*WHAT NEEDS TO BE DONE*. Repeat each entry below exactly as it stands.

*INFORMATION*.
//! 活跃工作页集合
//!
//! 由批处理协调器持有，控制器通过 `Arc` 共享。
//! 一个 id 在集合里，当且仅当它的控制器还没确认完成或移除。

use std::collections::HashSet;
use std::sync::{Mutex, MutexGuard, PoisonError};

use tokio::sync::futures::Notified;
use tokio::sync::Notify;

use crate::models::WorkerId;

#[derive(Debug, Default)]
pub struct ActiveWorkerSet {
    ids: Mutex<HashSet<WorkerId>>,
    drained: Notify,
}

impl ActiveWorkerSet {
    pub fn new() -> Self {
        Self::default()
    }

    fn ids(&self) -> MutexGuard<'_, HashSet<WorkerId>> {
        self.ids.lock().unwrap_or_else(PoisonError::into_inner)
    }

    /// 登记新建的工作页
    pub fn insert(&self, id: WorkerId) -> bool {
        self.ids().insert(id)
    }

    /// 移除工作页，重复移除返回 false；集合清空时唤醒等待者
    pub fn remove(&self, id: &WorkerId) -> bool {
        let mut ids = self.ids();
        let removed = ids.remove(id);
        if removed && ids.is_empty() {
            self.drained.notify_waiters();
        }
        removed
    }

    pub fn contains(&self, id: &WorkerId) -> bool {
        self.ids().contains(id)
    }

    pub fn len(&self) -> usize {
        self.ids().len()
    }

    pub fn is_empty(&self) -> bool {
        self.ids().is_empty()
    }

    /// 集合被清空时完成的通知
    ///
    /// 需要在检查 `len()` 之前创建，才不会错过通知。
    pub fn drained(&self) -> Notified<'_> {
        self.drained.notified()
    }
}

#[cfg(test)]
mod tests {
    use super::*;

    #[test]
    fn test_remove_is_idempotent() {
        let set = ActiveWorkerSet::new();
        let id = WorkerId::new("A");

        assert!(set.insert(id.clone()));
        assert!(set.contains(&id));
        assert!(set.remove(&id));
        assert!(!set.remove(&id));
        assert!(set.is_empty());
        assert!(!set.remove(&WorkerId::new("never-added")));
    }

    #[tokio::test]
    async fn test_drained_fires_when_last_worker_leaves() {
        let set = ActiveWorkerSet::new();
        set.insert(WorkerId::new("A"));
        set.insert(WorkerId::new("B"));

        let mut drained = tokio_test::task::spawn(set.drained());
        tokio_test::assert_pending!(drained.poll());

        set.remove(&WorkerId::new("A"));
        tokio_test::assert_pending!(drained.poll());

        set.remove(&WorkerId::new("B"));
        assert!(drained.is_woken());
        tokio_test::assert_ready!(drained.poll());
    }
}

*EXERCISE ANSWER*.
//! 活跃工作页集合
//!
//! 由批处理协调器持有，控制器通过 `Arc` 共享。
//! 一个 id 在集合里，当且仅当它的控制器还没确认完成或移除。

use std::collections::HashSet;
use std::sync::{Mutex, MutexGuard, PoisonError};

use tokio::sync::futures::Notified;
use tokio::sync::Notify;

use crate::models::WorkerId;

#[derive(Debug, Default)]
pub struct ActiveWorkerSet {
    ids: Mutex<HashSet<WorkerId>>,
    drained: Notify,
}

impl ActiveWorkerSet {
    pub fn new() -> Self {
        Self::default()
    }

    fn ids(&self) -> MutexGuard<'_, HashSet<WorkerId>> {
        self.ids.lock().unwrap_or_else(PoisonError::into_inner)
    }

    /// 登记新建的工作页
    pub fn insert(&self, id: WorkerId) -> bool {
        self.ids().insert(id)
    }

    /// 移除工作页，重复移除返回 false；集合清空时唤醒等待者
    pub fn remove(&self, id: &WorkerId) -> bool {
        let mut ids = self.ids();
        let removed = ids.remove(id);
        if removed && ids.is_empty() {
            self.drained.notify_waiters();
        }
        removed
    }

    pub fn contains(&self, id: &WorkerId) -> bool {
        self.ids().contains(id)
    }

    pub fn len(&self) -> usize {
        self.ids().len()
    }

    pub fn is_empty(&self) -> bool {
        self.ids().is_empty()
    }

    /// 集合被清空时完成的通知
    ///
    /// 需要在检查 `len()` 之前创建，才不会错过通知。
    pub fn drained(&self) -> Notified<'_> {
        self.drained.notified()
    }
}

#[cfg(test)]
mod tests {
    use super::*;

    #[test]
    fn test_remove_is_idempotent() {
        let set = ActiveWorkerSet::new();
        let id = WorkerId::new("A");

        assert!(set.insert(id.clone()));
        assert!(set.contains(&id));
        assert!(set.remove(&id));
        assert!(!set.remove(&id));
        assert!(set.is_empty());
        assert!(!set.remove(&WorkerId::new("never-added")));
    }

    #[tokio::test]
    async fn test_drained_fires_when_last_worker_leaves() {
        let set = ActiveWorkerSet::new();
        set.insert(WorkerId::new("A"));
        set.insert(WorkerId::new("B"));

        let mut drained = tokio_test::task::spawn(set.drained());
        tokio_test::assert_pending!(drained.poll());

        set.remove(&WorkerId::new("A"));
        tokio_test::assert_pending!(drained.poll());

        set.remove(&WorkerId::new("B"));
        assert!(drained.is_woken());
        tokio_test::assert_ready!(drained.poll());
    }
}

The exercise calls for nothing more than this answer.